Problem to solve: From the entries that follow, pick out all lines holding "return".

Supplied data:
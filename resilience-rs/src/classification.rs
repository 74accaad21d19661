//! # Failure Classification
//!
//! Maps a failure to a category and a severity. The structured kind is
//! consulted first; when it is not conclusive the message is matched
//! case-insensitively against keyword groups in a fixed priority order and
//! the first group that matches wins.

use std::fmt;

use serde::{Deserialize, Serialize};

use crate::types::{ErrorKind, Failure};

/// Category of a failure
#[derive(Debug, Clone, Copy, PartialEq, Eq, Hash, Serialize, Deserialize)]
#[serde(rename_all = "SCREAMING_SNAKE_CASE")]
pub enum ErrorCategory {
    Timeout,
    Network,
    RateLimit,
    ServiceUnavailable,
    Authentication,
    NotFound,
    Validation,
    Unknown,
}

impl ErrorCategory {
    /// Categories worth retrying: the dependency may recover on its own
    pub fn is_retryable(&self) -> bool {
        matches!(
            self,
            ErrorCategory::Timeout
                | ErrorCategory::Network
                | ErrorCategory::RateLimit
                | ErrorCategory::ServiceUnavailable
        )
    }

    pub fn as_str(&self) -> &'static str {
        match self {
            ErrorCategory::Timeout => "TIMEOUT",
            ErrorCategory::Network => "NETWORK",
            ErrorCategory::RateLimit => "RATE_LIMIT",
            ErrorCategory::ServiceUnavailable => "SERVICE_UNAVAILABLE",
            ErrorCategory::Authentication => "AUTHENTICATION",
            ErrorCategory::NotFound => "NOT_FOUND",
            ErrorCategory::Validation => "VALIDATION",
            ErrorCategory::Unknown => "UNKNOWN",
        }
    }
}

impl fmt::Display for ErrorCategory {
    fn fmt(&self, f: &mut fmt::Formatter<'_>) -> fmt::Result {
        f.write_str(self.as_str())
    }
}

/// Severity of a failure, ordered from least to most severe
#[derive(Debug, Clone, Copy, PartialEq, Eq, PartialOrd, Ord, Hash, Serialize, Deserialize)]
#[serde(rename_all = "SCREAMING_SNAKE_CASE")]
pub enum Severity {
    Low,
    Medium,
    High,
    Critical,
}

impl fmt::Display for Severity {
    fn fmt(&self, f: &mut fmt::Formatter<'_>) -> fmt::Result {
        match self {
            Severity::Low => write!(f, "LOW"),
            Severity::Medium => write!(f, "MEDIUM"),
            Severity::High => write!(f, "HIGH"),
            Severity::Critical => write!(f, "CRITICAL"),
        }
    }
}

/// Derived classification of a failure
#[derive(Debug, Clone, Copy, PartialEq, Eq, Serialize, Deserialize)]
pub struct ErrorClassification {
    pub category: ErrorCategory,
    pub severity: Severity,
}

// Keyword groups in priority order
const MESSAGE_RULES: &[(ErrorCategory, &[&str])] = &[
    (ErrorCategory::Timeout, &["timeout", "timed out"]),
    (ErrorCategory::Network, &["connection", "network"]),
    (ErrorCategory::RateLimit, &["throttl", "rate limit", "too many requests"]),
    (
        ErrorCategory::ServiceUnavailable,
        &["service unavailable", "temporarily unavailable"],
    ),
    (ErrorCategory::Authentication, &["unauthorized", "forbidden", "authentication"]),
    (ErrorCategory::NotFound, &["not found", "404"]),
    (ErrorCategory::Validation, &["validation", "invalid"]),
];

/// Classifies a failure from its structured kind and message
pub fn classify(kind: ErrorKind, message: &str) -> ErrorCategory {
    if let Some(category) = category_for_kind(kind) {
        return category;
    }
    classify_message(message)
}

/// Classifies a bare message, as recorded in a dead-letter body
pub fn classify_message(message: &str) -> ErrorCategory {
    let lowered = message.to_lowercase();
    MESSAGE_RULES
        .iter()
        .find(|(_, keywords)| keywords.iter().any(|k| lowered.contains(k)))
        .map(|(category, _)| *category)
        .unwrap_or(ErrorCategory::Unknown)
}

fn category_for_kind(kind: ErrorKind) -> Option<ErrorCategory> {
    match kind {
        ErrorKind::Timeout => Some(ErrorCategory::Timeout),
        ErrorKind::Connection => Some(ErrorCategory::Network),
        ErrorKind::RateLimited => Some(ErrorCategory::RateLimit),
        ErrorKind::Unavailable | ErrorKind::CircuitOpen => Some(ErrorCategory::ServiceUnavailable),
        ErrorKind::Unauthorized | ErrorKind::Forbidden => Some(ErrorCategory::Authentication),
        ErrorKind::NotFound => Some(ErrorCategory::NotFound),
        ErrorKind::InvalidArgument => Some(ErrorCategory::Validation),
        ErrorKind::Security | ErrorKind::Io | ErrorKind::Serialization | ErrorKind::Other => None,
    }
}

/// Severity of a category; security violations are always critical
pub fn assess_severity(category: ErrorCategory, kind: ErrorKind) -> Severity {
    if kind == ErrorKind::Security {
        return Severity::Critical;
    }
    match category {
        ErrorCategory::Authentication | ErrorCategory::Validation => Severity::Critical,
        ErrorCategory::Network | ErrorCategory::Timeout | ErrorCategory::ServiceUnavailable => {
            Severity::High
        }
        ErrorCategory::RateLimit | ErrorCategory::NotFound => Severity::Medium,
        ErrorCategory::Unknown => Severity::Low,
    }
}

/// Full classification of a failure
pub fn classify_failure(failure: &Failure) -> ErrorClassification {
    let category = classify(failure.kind, &failure.message);
    ErrorClassification {
        category,
        severity: assess_severity(category, failure.kind),
    }
}

#[cfg(test)]
mod tests {
    use super::*;

    #[test]
    fn test_kind_wins_over_message() {
        assert_eq!(
            classify(ErrorKind::InvalidArgument, "connection refused"),
            ErrorCategory::Validation
        );
        assert_eq!(classify(ErrorKind::Timeout, "invalid token"), ErrorCategory::Timeout);
    }

    #[test]
    fn test_message_priority_order() {
        // Timeout beats network when both keywords are present
        assert_eq!(
            classify_message("Connection timed out after 30s"),
            ErrorCategory::Timeout
        );
        assert_eq!(
            classify_message("network error: Too Many Requests"),
            ErrorCategory::Network
        );
        assert_eq!(classify_message("Request THROTTLED by upstream"), ErrorCategory::RateLimit);
        assert_eq!(
            classify_message("Service Unavailable, try later"),
            ErrorCategory::ServiceUnavailable
        );
        assert_eq!(classify_message("403 Forbidden"), ErrorCategory::Authentication);
        assert_eq!(classify_message("user 42 not found"), ErrorCategory::NotFound);
        assert_eq!(classify_message("HTTP 404"), ErrorCategory::NotFound);
        assert_eq!(classify_message("Invalid payload"), ErrorCategory::Validation);
        assert_eq!(classify_message("something odd"), ErrorCategory::Unknown);
    }

    #[test]
    fn test_other_kind_falls_back_to_message() {
        assert_eq!(classify(ErrorKind::Other, "rate limit exceeded"), ErrorCategory::RateLimit);
        assert_eq!(classify(ErrorKind::Io, ""), ErrorCategory::Unknown);
    }

    #[test]
    fn test_severity_mapping() {
        use ErrorCategory::*;
        assert_eq!(assess_severity(Authentication, ErrorKind::Other), Severity::Critical);
        assert_eq!(assess_severity(Validation, ErrorKind::Other), Severity::Critical);
        assert_eq!(assess_severity(Network, ErrorKind::Other), Severity::High);
        assert_eq!(assess_severity(Timeout, ErrorKind::Other), Severity::High);
        assert_eq!(assess_severity(ServiceUnavailable, ErrorKind::Other), Severity::High);
        assert_eq!(assess_severity(RateLimit, ErrorKind::Other), Severity::Medium);
        assert_eq!(assess_severity(NotFound, ErrorKind::Other), Severity::Medium);
        assert_eq!(assess_severity(Unknown, ErrorKind::Other), Severity::Low);
        assert_eq!(assess_severity(Unknown, ErrorKind::Security), Severity::Critical);
    }

    #[test]
    fn test_retryable_categories() {
        assert!(ErrorCategory::Timeout.is_retryable());
        assert!(ErrorCategory::Network.is_retryable());
        assert!(ErrorCategory::RateLimit.is_retryable());
        assert!(ErrorCategory::ServiceUnavailable.is_retryable());
        assert!(!ErrorCategory::Validation.is_retryable());
        assert!(!ErrorCategory::Authentication.is_retryable());
        assert!(!ErrorCategory::NotFound.is_retryable());
        assert!(!ErrorCategory::Unknown.is_retryable());
    }

    #[test]
    fn test_classify_failure() {
        let c = classify_failure(&Failure::other("Unauthorized: bad key"));
        assert_eq!(c.category, ErrorCategory::Authentication);
        assert_eq!(c.severity, Severity::Critical);
    }
}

Exercise solution:
        return category;
        return Severity::Critical;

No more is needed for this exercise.